• _Your task_: Look through the records below and copy each line that includes the word "SubmissionSink".

START Data under study

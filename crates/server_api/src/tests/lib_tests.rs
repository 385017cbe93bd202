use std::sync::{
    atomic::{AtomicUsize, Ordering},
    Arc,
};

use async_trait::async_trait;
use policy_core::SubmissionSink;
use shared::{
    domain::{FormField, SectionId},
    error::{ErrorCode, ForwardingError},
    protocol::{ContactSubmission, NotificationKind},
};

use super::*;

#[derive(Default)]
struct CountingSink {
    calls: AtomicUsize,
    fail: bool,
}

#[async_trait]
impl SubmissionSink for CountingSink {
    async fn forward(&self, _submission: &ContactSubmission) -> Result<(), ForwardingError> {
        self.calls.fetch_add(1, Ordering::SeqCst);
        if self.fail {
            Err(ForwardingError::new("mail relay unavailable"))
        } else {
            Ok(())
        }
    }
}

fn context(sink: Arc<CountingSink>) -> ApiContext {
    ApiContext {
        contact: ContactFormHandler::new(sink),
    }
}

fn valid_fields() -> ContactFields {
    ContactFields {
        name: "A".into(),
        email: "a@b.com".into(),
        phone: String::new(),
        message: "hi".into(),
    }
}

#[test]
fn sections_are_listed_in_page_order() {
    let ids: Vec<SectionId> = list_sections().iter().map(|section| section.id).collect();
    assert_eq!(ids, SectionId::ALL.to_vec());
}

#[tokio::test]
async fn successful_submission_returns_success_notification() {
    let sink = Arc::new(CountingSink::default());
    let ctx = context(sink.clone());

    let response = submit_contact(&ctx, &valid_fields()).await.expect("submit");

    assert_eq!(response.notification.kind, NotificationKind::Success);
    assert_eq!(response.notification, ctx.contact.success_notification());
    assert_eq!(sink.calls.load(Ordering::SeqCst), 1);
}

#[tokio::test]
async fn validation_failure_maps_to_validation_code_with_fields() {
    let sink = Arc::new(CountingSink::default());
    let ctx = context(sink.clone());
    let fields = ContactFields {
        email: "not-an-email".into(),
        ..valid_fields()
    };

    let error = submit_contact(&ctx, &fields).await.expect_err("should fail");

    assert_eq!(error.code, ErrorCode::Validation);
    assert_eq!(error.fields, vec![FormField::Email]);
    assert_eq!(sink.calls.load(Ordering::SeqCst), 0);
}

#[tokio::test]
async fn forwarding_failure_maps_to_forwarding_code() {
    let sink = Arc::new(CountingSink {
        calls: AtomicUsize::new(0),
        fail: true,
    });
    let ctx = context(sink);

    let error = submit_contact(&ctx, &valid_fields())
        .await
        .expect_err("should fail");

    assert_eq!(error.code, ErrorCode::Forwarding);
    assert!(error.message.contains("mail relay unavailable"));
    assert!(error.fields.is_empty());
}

END Data under study

• _Answer to this task_:
use policy_core::SubmissionSink;
impl SubmissionSink for CountingSink {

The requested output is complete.